Most of the somatomedin in serum exists as a high molecular weight complex (approximately equal to 140,000) composed of binding protein subunits and small molecular weight somatomedin. These binding proteins may interfere with measurements of the somatomedins by various radioligand assays. In a companion paper, we reported that when serum is incubated at neutral pH the detectability of the somatomedin-C (Sm-C) is increased. Using gel chromatography, however, it was not possible to demonstrate release of free Sm-C from the macromolecular complex. In the studies reported here, incubation of heparinized plasma at pH 7.4 followed by gel chromatography in a heparin-containing buffer caused 70-80% of the immunoreactive Sm-C to shift from the gamma-globulin region to a molecular weight which approximates that of free Sm-C. This conversion is a time-dependent process which is inhibited by the proteolytic enzyme inhibitor antipain. Similar changes in the elution profile of Sm-C were observed when heparinized plasma was acidified and chromatographed in heparin.

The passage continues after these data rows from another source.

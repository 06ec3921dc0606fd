//! Encoder stand-in that replays a recorded Annex-B elementary stream
//!
//! Each captured frame pushed in releases the next recorded access unit, so the
//! output is paced by the camera like a real hardware encoder. The recording
//! is looped; its first access unit must carry the parameter sets.

use bytes::Bytes;
use std::collections::VecDeque;
use std::path::{Path, PathBuf};
use tracing::info;

use super::annexb::{is_keyframe, is_vcl, split_nal_units};
use super::frame::{EncodedBatch, VideoFrame};
use super::source::{EncoderConfig, EncoderFactory, VideoEncoder};
use crate::config::VideoCodec;
use crate::error::{AppError, Result};

/// Replays recorded access units, one per pushed frame
pub struct ReplayEncoder {
    access_units: Vec<EncodedBatch>,
    next: usize,
    ready: VecDeque<EncodedBatch>,
}

impl ReplayEncoder {
    pub fn open(path: &Path, codec: VideoCodec) -> Result<Self> {
        let data = std::fs::read(path)?;
        let encoder = Self::from_bytes(Bytes::from(data), codec)?;
        info!(
            "Loaded {} {} access units from {}",
            encoder.access_units.len(),
            codec,
            path.display()
        );
        Ok(encoder)
    }

    /// Group NAL units into access units: every picture NAL closes one
    ///
    /// One slice per picture is assumed, which holds for the device encoder's output.
    pub fn from_bytes(data: Bytes, codec: VideoCodec) -> Result<Self> {
        let mut access_units = Vec::new();
        let mut current = EncodedBatch::default();
        let mut seen_keyframe = false;

        for nal in split_nal_units(&data) {
            current.push(data.slice_ref(nal.with_start_code));
            if is_vcl(codec, nal.payload) {
                seen_keyframe |= is_keyframe(codec, nal.payload);
                access_units.push(std::mem::take(&mut current));
            }
        }

        if access_units.is_empty() {
            return Err(AppError::ArgsError(format!(
                "No {} pictures found in stream",
                codec
            )));
        }
        if !seen_keyframe {
            return Err(AppError::ArgsError(format!(
                "Stream has no {} keyframe",
                codec
            )));
        }

        Ok(Self {
            access_units,
            next: 0,
            ready: VecDeque::new(),
        })
    }

    pub fn len(&self) -> usize {
        self.access_units.len()
    }

    pub fn is_empty(&self) -> bool {
        self.access_units.is_empty()
    }
}

impl VideoEncoder for ReplayEncoder {
    fn push(&mut self, _frame: &VideoFrame) -> Result<()> {
        let au = self.access_units[self.next].clone();
        self.next = (self.next + 1) % self.access_units.len();
        self.ready.push_back(au);
        Ok(())
    }

    fn try_pop(&mut self) -> Result<Option<EncodedBatch>> {
        Ok(self.ready.pop_front())
    }
}

/// Opens a [`ReplayEncoder`] over the same file on every start
pub struct ReplayEncoderFactory {
    path: PathBuf,
}

impl ReplayEncoderFactory {
    pub fn new(path: impl Into<PathBuf>) -> Self {
        Self { path: path.into() }
    }
}

impl EncoderFactory for ReplayEncoderFactory {
    fn create(&self, config: &EncoderConfig) -> Result<Box<dyn VideoEncoder>> {
        info!(
            "Opening replay encoder: {} {} @ {} fps, gop {}, {} bps",
            config.video_type, config.resolution, config.fps, config.gop, config.bitrate
        );
        Ok(Box::new(ReplayEncoder::open(
            &self.path,
            config.video_type.codec(),
        )?))
    }
}

#[cfg(test)]
mod tests {
    use super::*;
    use crate::video::format::{PixelFormat, Resolution};

    fn h264_stream() -> Bytes {
        Bytes::from_static(&[
            0, 0, 0, 1, 0x67, 0x4D, // SPS
            0, 0, 0, 1, 0x68, 0xEE, // PPS
            0, 0, 0, 1, 0x65, 0x88, // IDR
            0, 0, 0, 1, 0x41, 0x9A, // P
            0, 0, 0, 1, 0x41, 0x9B, // P
        ])
    }

    fn frame() -> VideoFrame {
        VideoFrame::new(Bytes::new(), Resolution::new(64, 32), PixelFormat::Nv21, 0)
    }

    #[test]
    fn test_groups_parameter_sets_with_keyframe() {
        let mut encoder = ReplayEncoder::from_bytes(h264_stream(), VideoCodec::H264).unwrap();
        assert_eq!(encoder.len(), 3);

        assert!(encoder.try_pop().unwrap().is_none());
        encoder.push(&frame()).unwrap();
        let first = encoder.try_pop().unwrap().unwrap();
        assert_eq!(first.len(), 3);

        encoder.push(&frame()).unwrap();
        encoder.push(&frame()).unwrap();
        encoder.push(&frame()).unwrap();
        assert_eq!(encoder.try_pop().unwrap().unwrap().len(), 1);
        assert_eq!(encoder.try_pop().unwrap().unwrap().len(), 1);
        // Wrapped around to the keyframe access unit
        assert_eq!(encoder.try_pop().unwrap().unwrap().len(), 3);
    }

    #[test]
    fn test_rejects_stream_without_keyframe() {
        let data = Bytes::from_static(&[0, 0, 0, 1, 0x41, 0x9A]);
        assert!(matches!(
            ReplayEncoder::from_bytes(data, VideoCodec::H264),
            Err(AppError::ArgsError(_))
        ));
        assert!(ReplayEncoder::from_bytes(Bytes::new(), VideoCodec::H264).is_err());
    }
}
//! Video capture, encode and push pipeline
//!
//! The camera and hardware encoder are consumed through the [`FrameSource`]
//! and [`VideoEncoder`] traits; [`StreamPipeline`] moves frames between them
//! and hands encoded access units to the active peer session.

pub mod annexb;
pub mod format;
pub mod frame;
pub mod pipeline;
pub mod replay;
pub mod source;
pub mod test_pattern;

pub use format::{PixelFormat, Resolution};
pub use frame::{EncodedBatch, VideoFrame};
pub use pipeline::{MediaSink, PipelineContext, PipelineStats, StreamPipeline};
pub use replay::{ReplayEncoder, ReplayEncoderFactory};
pub use source::{EncoderConfig, EncoderFactory, FrameSource, VideoEncoder, VideoType};
pub use test_pattern::TestPatternCamera;
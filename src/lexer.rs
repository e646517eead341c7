//! Lexical analysis for Lynx.
//!
//! This module turns source text into a stream of tokens for the parser.
//! The top level of a file is an implicit compound, so the token vector is
//! wrapped in synthetic `{` `}` tokens carrying the file's first and last
//! positions.
//!
//! # Example
//!
//! ```rust
//! use lynxconf::lexer::{tokenize, TokenKind};
//!
//! let tokens = tokenize("conf.lynx", "greeting = \"hi\"").unwrap();
//!
//! assert_eq!(tokens[0].kind, TokenKind::CompoundStart);
//! assert_eq!(tokens[1].kind, TokenKind::Identifier);
//! assert_eq!(tokens[2].kind, TokenKind::Assign);
//! assert_eq!(tokens[3].kind, TokenKind::String);
//! assert_eq!(tokens[4].kind, TokenKind::CompoundEnd);
//! ```
//!
//! # Token rules
//!
//! - whitespace separates tokens; `--` starts a line comment
//! - `"` strings support the escapes `\n \r \t \0 \\ \"` and may span lines
//! - a digit, or a sign immediately followed by a digit, starts a number
//! - identifiers are `[A-Za-z0-9_-]+` (digit-led lexemes are numbers)
//! - `[ ] { } ( ) . = :` are single-character tokens

use crate::error::{LexError, Location};

#[cfg(feature = "serde")]
use serde::{Deserialize, Serialize};

/// A lexical token.
///
/// Tokens carry their kind, the decoded lexeme (escape sequences in strings
/// are already resolved), and the source position for diagnostics.
#[derive(Debug, Clone)]
#[cfg_attr(feature = "serde", derive(Serialize, Deserialize))]
pub struct Token {
    /// The category of this token
    pub kind: TokenKind,

    /// The decoded source text of this token
    pub lexeme: String,

    /// Originating file
    pub file: String,

    /// 1-based line number
    pub line: u32,

    /// 0-based column number
    pub column: u32,
}

impl Token {
    /// Creates a new token.
    pub fn new(
        kind: TokenKind,
        lexeme: impl Into<String>,
        file: impl Into<String>,
        line: u32,
        column: u32,
    ) -> Self {
        Self {
            kind,
            lexeme: lexeme.into(),
            file: file.into(),
            line,
            column,
        }
    }
}

/// Tokens compare by kind and lexeme; positions are ignored so that
/// function bodies compare equal across files.
impl PartialEq for Token {
    fn eq(&self, other: &Self) -> bool {
        self.kind == other.kind && self.lexeme == other.lexeme
    }
}

impl Eq for Token {}

/// The category of a lexical token.
#[derive(Debug, Clone, Copy, PartialEq, Eq, Hash)]
#[cfg_attr(feature = "serde", derive(Serialize, Deserialize))]
pub enum TokenKind {
    /// A quoted string literal
    String,
    /// A number literal
    Number,
    /// List start `[`
    ListStart,
    /// List end `]`
    ListEnd,
    /// Compound start `{`
    CompoundStart,
    /// Compound end `}`
    CompoundEnd,
    /// Block start `(`
    BlockStart,
    /// Block end `)`
    BlockEnd,
    /// An identifier
    Identifier,
    /// Member access `.`
    Dot,
    /// Assignment `=`
    Assign,
    /// Type declaration `:`
    Colon,
}

impl std::fmt::Display for TokenKind {
    fn fmt(&self, f: &mut std::fmt::Formatter<'_>) -> std::fmt::Result {
        match self {
            TokenKind::String => write!(f, "string"),
            TokenKind::Number => write!(f, "number"),
            TokenKind::ListStart => write!(f, "'['"),
            TokenKind::ListEnd => write!(f, "']'"),
            TokenKind::CompoundStart => write!(f, "'{{'"),
            TokenKind::CompoundEnd => write!(f, "'}}'"),
            TokenKind::BlockStart => write!(f, "'('"),
            TokenKind::BlockEnd => write!(f, "')'"),
            TokenKind::Identifier => write!(f, "identifier"),
            TokenKind::Dot => write!(f, "'.'"),
            TokenKind::Assign => write!(f, "'='"),
            TokenKind::Colon => write!(f, "':'"),
        }
    }
}

/// Tokenizes a source text, wrapping the result in the implicit root braces.
///
/// # Arguments
///
/// * `file` - file identifier used in token positions and diagnostics
/// * `source` - the raw source text
///
/// # Errors
///
/// Returns a [`LexError`] for unknown characters, unterminated strings, and
/// invalid escape sequences.
pub fn tokenize(file: &str, source: &str) -> Result<Vec<Token>, LexError> {
    let mut lexer = Lexer::new(file, source);
    lexer.run()
}

fn is_identifier_char(c: char) -> bool {
    c.is_ascii_alphanumeric() || c == '_' || c == '-'
}

/// The scanner. Holds the decoded character buffer and the current position.
struct Lexer<'a> {
    file: &'a str,
    chars: Vec<char>,
    pos: usize,
    line: u32,
    column: u32,
}

impl<'a> Lexer<'a> {
    fn new(file: &'a str, source: &'a str) -> Self {
        Lexer {
            file,
            chars: source.chars().collect(),
            pos: 0,
            line: 1,
            column: 0,
        }
    }

    fn run(&mut self) -> Result<Vec<Token>, LexError> {
        let mut tokens = vec![Token::new(TokenKind::CompoundStart, "{", self.file, 1, 0)];

        loop {
            self.skip_whitespace_and_comments();
            let Some(c) = self.peek() else { break };

            let line = self.line;
            let column = self.column;
            let token = match c {
                '"' => self.scan_string(line, column)?,
                '[' => self.punct(TokenKind::ListStart, "[", line, column),
                ']' => self.punct(TokenKind::ListEnd, "]", line, column),
                '{' => self.punct(TokenKind::CompoundStart, "{", line, column),
                '}' => self.punct(TokenKind::CompoundEnd, "}", line, column),
                '(' => self.punct(TokenKind::BlockStart, "(", line, column),
                ')' => self.punct(TokenKind::BlockEnd, ")", line, column),
                '.' => self.punct(TokenKind::Dot, ".", line, column),
                '=' => self.punct(TokenKind::Assign, "=", line, column),
                ':' => self.punct(TokenKind::Colon, ":", line, column),
                '+' | '-' if self.peek_at(1).is_some_and(|n| n.is_ascii_digit()) => {
                    self.scan_number(line, column)
                }
                c if c.is_ascii_digit() => self.scan_number(line, column),
                c if is_identifier_char(c) => self.scan_identifier(line, column),
                c => {
                    return Err(LexError::UnexpectedChar {
                        ch: c,
                        loc: Location::new(self.file, line, column + 1),
                    })
                }
            };
            tokens.push(token);
        }

        tokens.push(Token::new(
            TokenKind::CompoundEnd,
            "}",
            self.file,
            self.line,
            self.column,
        ));
        Ok(tokens)
    }

    fn peek(&self) -> Option<char> {
        self.chars.get(self.pos).copied()
    }

    fn peek_at(&self, offset: usize) -> Option<char> {
        self.chars.get(self.pos + offset).copied()
    }

    fn advance(&mut self) -> Option<char> {
        let c = self.peek()?;
        self.pos += 1;
        if c == '\n' {
            self.line += 1;
            self.column = 0;
        } else {
            self.column += 1;
        }
        Some(c)
    }

    fn skip_whitespace_and_comments(&mut self) {
        loop {
            match self.peek() {
                Some(c) if c.is_whitespace() => {
                    self.advance();
                }
                Some('-') if self.peek_at(1) == Some('-') => {
                    while let Some(c) = self.peek() {
                        if c == '\n' {
                            break;
                        }
                        self.advance();
                    }
                }
                _ => break,
            }
        }
    }

    fn punct(&mut self, kind: TokenKind, lexeme: &str, line: u32, column: u32) -> Token {
        self.advance();
        Token::new(kind, lexeme, self.file, line, column)
    }

    fn scan_string(&mut self, line: u32, column: u32) -> Result<Token, LexError> {
        let start = Location::new(self.file, line, column + 1);
        self.advance(); // opening quote

        let mut value = String::new();
        loop {
            let Some(c) = self.advance() else {
                return Err(LexError::UnterminatedString { loc: start });
            };
            match c {
                '"' => break,
                '\\' => {
                    let esc_line = self.line;
                    let esc_column = self.column;
                    let Some(esc) = self.advance() else {
                        return Err(LexError::UnterminatedString { loc: start });
                    };
                    match esc {
                        'n' => value.push('\n'),
                        'r' => value.push('\r'),
                        't' => value.push('\t'),
                        '0' => value.push('\0'),
                        '\\' => value.push('\\'),
                        '"' => value.push('"'),
                        other => {
                            return Err(LexError::InvalidEscape {
                                ch: other,
                                loc: Location::new(self.file, esc_line, esc_column),
                            })
                        }
                    }
                }
                other => value.push(other),
            }
        }

        Ok(Token::new(TokenKind::String, value, self.file, line, column))
    }

    fn scan_number(&mut self, line: u32, column: u32) -> Token {
        let mut lexeme = String::new();
        if let Some(sign @ ('+' | '-')) = self.peek() {
            lexeme.push(sign);
            self.advance();
        }
        self.take_digits(&mut lexeme);
        if self.peek() == Some('.') && self.peek_at(1).is_some_and(|c| c.is_ascii_digit()) {
            lexeme.push('.');
            self.advance();
            self.take_digits(&mut lexeme);
        }
        Token::new(TokenKind::Number, lexeme, self.file, line, column)
    }

    fn take_digits(&mut self, lexeme: &mut String) {
        while let Some(c) = self.peek() {
            if !c.is_ascii_digit() {
                break;
            }
            lexeme.push(c);
            self.advance();
        }
    }

    fn scan_identifier(&mut self, line: u32, column: u32) -> Token {
        let mut lexeme = String::new();
        while let Some(c) = self.peek() {
            if !is_identifier_char(c) {
                break;
            }
            lexeme.push(c);
            self.advance();
        }
        Token::new(TokenKind::Identifier, lexeme, self.file, line, column)
    }
}
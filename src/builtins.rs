//! The builtin registry.
//!
//! Builtins are named operators with custom syntax: the handler controls
//! its own token consumption, which is what lets `if` and `for` capture
//! their blocks lazily and `func` capture a raw body slice. The registry is
//! built once in [`Parser::new`](crate::Parser::new).

use std::collections::HashMap;

use crate::error::{Location, ParseError};
use crate::lexer::{Token, TokenKind};
use crate::parser::{fold_values, Cursor, Parser};
use crate::scope::ScopeStack;
use crate::types::Field;
use crate::value::{CompoundValue, FunctionValue, Value, ValueKind};

/// A builtin handler. Invoked with the cursor just past the builtin's name;
/// consumes whatever argument syntax the builtin defines.
pub(crate) type BuiltinFn =
    fn(&Parser, &mut Cursor, &mut ScopeStack) -> Result<Value, ParseError>;

/// Builds the builtin registry.
pub(crate) fn registry() -> HashMap<&'static str, BuiltinFn> {
    let mut map: HashMap<&'static str, BuiltinFn> = HashMap::new();
    map.insert("func", builtin_func);
    map.insert("true", builtin_true);
    map.insert("false", builtin_false);
    map.insert("if", builtin_if);
    map.insert("for", builtin_for);
    map.insert("exists", builtin_exists);
    map.insert("set", builtin_set);
    map
}

/// Collects a balanced `( … )` slice, both parens included.
fn collect_block(cur: &mut Cursor) -> Result<Vec<Token>, ParseError> {
    let open = cur.expect(TokenKind::BlockStart, "'('")?;
    let mut body = vec![open.clone()];
    let mut depth = 1usize;
    while depth > 0 {
        let Some(token) = cur.next() else {
            return Err(cur.eof("')'"));
        };
        match token.kind {
            TokenKind::BlockStart => depth += 1,
            TokenKind::BlockEnd => depth -= 1,
            _ => {}
        }
        body.push(token.clone());
    }
    Ok(body)
}

/// A block for `if`/`for`: either a parenthesized slice or a single token.
fn collect_block_or_token(cur: &mut Cursor) -> Result<Vec<Token>, ParseError> {
    if cur.at(TokenKind::BlockStart) {
        collect_block(cur)
    } else {
        let token = cur.next().ok_or_else(|| cur.eof("a block"))?;
        Ok(vec![token.clone()])
    }
}

/// `func ( (arg : type)* ) ( body )`: constructs a declared function
/// capturing the current scope stack.
fn builtin_func(
    parser: &Parser,
    cur: &mut Cursor,
    scope: &mut ScopeStack,
) -> Result<Value, ParseError> {
    cur.expect(TokenKind::BlockStart, "'('")?;
    let mut params = Vec::new();
    loop {
        let token = cur.peek().ok_or_else(|| cur.eof("')'"))?;
        if token.kind == TokenKind::BlockEnd {
            cur.next();
            break;
        }
        let name = cur
            .expect(TokenKind::Identifier, "an argument name")?
            .lexeme
            .clone();
        cur.expect(TokenKind::Colon, "':'")?;
        let ty = parser.parse_type(cur, scope)?;
        params.push(Field::new(name, ty));
    }
    let body = collect_block(cur)?;
    Ok(Value {
        key: String::new(),
        kind: ValueKind::Function(FunctionValue::declared(params, body, scope.clone())),
    })
}

/// `true`: the number 1.
fn builtin_true(
    _parser: &Parser,
    _cur: &mut Cursor,
    _scope: &mut ScopeStack,
) -> Result<Value, ParseError> {
    Ok(Value::number(1.0))
}

/// `false`: the number 0.
fn builtin_false(
    _parser: &Parser,
    _cur: &mut Cursor,
    _scope: &mut ScopeStack,
) -> Result<Value, ParseError> {
    Ok(Value::number(0.0))
}

/// `if <cond> <block> [else <block>]`: evaluates only the selected block;
/// a missing else yields the empty string.
fn builtin_if(
    parser: &Parser,
    cur: &mut Cursor,
    scope: &mut ScopeStack,
) -> Result<Value, ParseError> {
    let cond_loc = cur.peek().map(Location::of).unwrap_or_default();
    let cond = parser.parse_value(cur, scope)?;
    let cond = match cond.kind {
        ValueKind::Number(n) => n,
        other => {
            return Err(ParseError::Type {
                message: format!("invalid entry type: expected Number but got {}", other.tag()),
                loc: cond_loc,
            })
        }
    };

    let then_block = collect_block_or_token(cur)?;
    let else_block = if cur.peek().is_some_and(|t| {
        t.kind == TokenKind::Identifier && t.lexeme == "else"
    }) {
        cur.next();
        collect_block_or_token(cur)?
    } else {
        vec![Token::new(TokenKind::String, "", "<builtin>", 0, 0)]
    };

    let chosen = if cond != 0.0 { then_block } else { else_block };
    let mut body_cur = Cursor::new(&chosen);
    parser.parse_value(&mut body_cur, scope)
}

/// `for <ident> in <list-expr> <block>`: one frame per element binding
/// the iteration variable; the per-iteration results are folded.
fn builtin_for(
    parser: &Parser,
    cur: &mut Cursor,
    scope: &mut ScopeStack,
) -> Result<Value, ParseError> {
    let var = cur
        .expect(TokenKind::Identifier, "an iteration variable")?
        .lexeme
        .clone();
    let keyword = cur.expect(TokenKind::Identifier, "'in'")?;
    if keyword.lexeme != "in" {
        return Err(ParseError::UnexpectedToken {
            expected: "'in'".to_string(),
            found: format!("'{}'", keyword.lexeme),
            loc: Location::of(keyword),
        });
    }

    let list_loc = cur.peek().map(Location::of).unwrap_or_default();
    let source = parser.parse_value(cur, scope)?;
    let list = match source.kind {
        ValueKind::List(list) => list,
        other => {
            return Err(ParseError::Type {
                message: format!("invalid entry type: expected List but got {}", other.tag()),
                loc: list_loc,
            })
        }
    };

    let body = collect_block_or_token(cur)?;

    let mut result: Option<Value> = None;
    for item in list.into_items() {
        let frame = std::rc::Rc::new(std::cell::RefCell::new(CompoundValue::new()));
        frame.borrow_mut().add(item.with_key(var.clone()));
        scope.push(frame);
        let mut body_cur = Cursor::new(&body);
        let next = parser.parse_value(&mut body_cur, scope);
        scope.pop();
        let next = next?;
        result = Some(match result {
            None => next,
            Some(acc) => fold_values(acc, next).map_err(|message| ParseError::Type {
                message,
                loc: list_loc.clone(),
            })?,
        });
    }
    Ok(result.unwrap_or_else(|| Value::string("")))
}

/// `exists <dotted-path>`: 1 when the path resolves, else 0.
fn builtin_exists(
    parser: &Parser,
    cur: &mut Cursor,
    scope: &mut ScopeStack,
) -> Result<Value, ParseError> {
    let (path, _) = parser.parse_dotted_path(cur)?;
    let found = scope.lookup(&path).is_some();
    Ok(Value::number(if found { 1.0 } else { 0.0 }))
}

/// `set <ident> <expr>`: binds a clone in the innermost frame and returns
/// the bound value.
fn builtin_set(
    parser: &Parser,
    cur: &mut Cursor,
    scope: &mut ScopeStack,
) -> Result<Value, ParseError> {
    let name = cur
        .expect(TokenKind::Identifier, "an identifier")?
        .lexeme
        .clone();
    let value = parser.parse_value(cur, scope)?.with_key(name);
    let top = scope.top().ok_or_else(|| ParseError::Fatal {
        message: "scope stack is empty".to_string(),
    })?;
    top.borrow_mut().add(value.clone());
    Ok(value)
}
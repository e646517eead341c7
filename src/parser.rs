//! The recursive-descent parser and evaluator.
//!
//! Parsing and evaluation happen in one pass: there is no separate AST.
//! The parser consumes tokens through a [`Cursor`], keeps the currently
//! open compounds on a [`ScopeStack`], and dispatches identifiers to the
//! builtin registry, the native-function registry, or scope resolution.
//!
//! # Example
//!
//! ```rust
//! use lynxconf::Parser;
//!
//! let parser = Parser::new();
//! let root = parser.parse_source("demo.lynx", "greeting = ( \"hi \" \"there\" )").unwrap();
//! let compound = root.as_compound().unwrap();
//!
//! assert_eq!(compound.get_string("greeting"), Some("hi there"));
//! ```

use std::cell::Cell;
use std::collections::HashMap;
use std::fs;
use std::path::Path;
use std::rc::Rc;

use crate::builtins::{self, BuiltinFn};
use crate::error::{Location, ParseError};
use crate::lexer::{self, Token, TokenKind};
use crate::natives;
use crate::scope::ScopeStack;
use crate::types::{Field, Type, ValidateFlags};
use crate::value::{CompoundValue, FunctionBody, FunctionValue, Kind, ListValue, Value, ValueKind};
use crate::value::ROOT_KEY;

/// Maximum nesting depth of the evaluator before a clean diagnostic is
/// produced instead of a host stack overflow.
const MAX_DEPTH: usize = 512;

/// A mutable cursor over a shared token slice.
///
/// Every parse helper consumes its construct entirely, so on return the
/// cursor sits on the first token after it.
pub(crate) struct Cursor<'a> {
    tokens: &'a [Token],
    pos: usize,
}
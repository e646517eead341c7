//! Cross-cutting invariants
//! Properties that must hold for every parsed tree.

use lynxconf::{parse_str, Field, Kind, Type, ValidateFlags, Value, ValueKind};

/// Walks a tree checking list homogeneity and compound key uniqueness.
fn check_invariants(value: &Value) {
    match &value.kind {
        ValueKind::List(list) => {
            if list.is_empty() {
                assert_eq!(list.elem_kind(), Kind::Invalid);
            } else {
                for item in list.items() {
                    assert_eq!(item.kind_tag(), list.elem_kind());
                    assert!(item.key.is_empty());
                    check_invariants(item);
                }
            }
        }
        ValueKind::Compound(compound) => {
            for (i, entry) in compound.entries().iter().enumerate() {
                assert!(!entry.key.is_empty());
                for later in &compound.entries()[i + 1..] {
                    assert_ne!(entry.key, later.key);
                }
                check_invariants(entry);
            }
        }
        _ => {}
    }
}

#[test]
fn parsed_trees_hold_structural_invariants() {
    let sources = [
        "a = 1 b = \"two\" c = [ 1 2 3 ]",
        "nested = { xs = [ { k = 1 } { k = 2 } ] }",
        "a = 1 a = 2 a = 3",
        "m = ( { x = 1 } { y = 2 } )",
        "sum = for n in range 0 9 ( n )",
        "empty = [ ]",
    ];
    for source in sources {
        let root = parse_str(source).unwrap();
        check_invariants(&root);
    }
}

#[test]
fn clone_mutation_does_not_leak_back() {
    let original = parse_str("xs = [ 1 2 ] c = { a = 1 }").unwrap();
    let mut copy = original.clone();

    if let ValueKind::Compound(compound) = &mut copy.kind {
        compound.add(Value::number(9.0).with_key("injected"));
    }

    let original_compound = original.as_compound().unwrap();
    assert!(original_compound.get("injected").is_none());
    assert_eq!(original_compound.len(), 2);
}

#[test]
fn type_equality_laws() {
    let shapes = [
        Type::any(),
        Type::string(),
        Type::number(),
        Type::list(Type::number()),
        Type::compound(vec![Field::new("x", Type::number())]),
        Type::function(vec![Field::new("s", Type::string())]),
    ];
    for ty in &shapes {
        // reflexivity
        assert_eq!(ty, ty);
        let copy = ty.clone();
        // symmetry
        assert!(*ty == copy && copy == *ty);
        // transitivity through a second copy
        let third = copy.clone();
        assert!(copy == third && *ty == third);
    }
    // distinct shapes never compare equal
    for (i, a) in shapes.iter().enumerate() {
        for (j, b) in shapes.iter().enumerate() {
            if i != j {
                assert_ne!(a, b);
            }
        }
    }
}

#[test]
fn validation_success_implies_shape_match() {
    let ty = Type::compound(vec![
        Field::new("host", Type::string()),
        Field::new("ports", Type::list(Type::number())),
    ]);
    let root = parse_str("cfg = { host = \"h\" ports = [ 1 2 ] }").unwrap();
    let cfg = root.as_compound().unwrap().get("cfg").unwrap();

    let mut sink = Vec::new();
    assert!(ty.validate(cfg, ValidateFlags::default(), &mut sink));
    assert!(sink.is_empty());

    // the accepted value really has the validated shape
    let compound = cfg.as_compound().unwrap();
    assert_eq!(compound.get("host").unwrap().kind_tag(), Kind::String);
    let ports = compound.get_list("ports").unwrap();
    assert_eq!(ports.elem_kind(), Kind::Number);
}

#[test]
fn reparsing_printed_output_is_stable() {
    let source = "a = { b = [ 1 2 ] c = \"text\" }\nd = 4.25";
    let first = parse_str(source).unwrap();
    let second = parse_str(&first.to_string()).unwrap();
    let third = parse_str(&second.to_string()).unwrap();
    assert_eq!(first, second);
    assert_eq!(second, third);
}

#[test]
fn parser_is_reusable_after_errors() {
    let parser = lynxconf::Parser::new();
    assert!(parser.parse_source("bad.lynx", "a = missing").is_err());
    // scope bookkeeping balanced on the error path, so the next parse works
    let root = parser.parse_source("good.lynx", "a = 1").unwrap();
    assert_eq!(root.as_compound().unwrap().get_number("a"), Some(1.0));
}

These findings suggest that 1) at neutral pH, serum proteolytic enzymes reduce the affinity between small molecular weight Sm-C and its binding proteins. 2) At acid pH, a similar effect is observed. 3) In the presence of heparin, reassociation of these components does not occur. These results suggest a possible mechanism whereby the somatomedin macromolecular complex could be disrupted so that small molecular weight somatomedin is made available to tissues.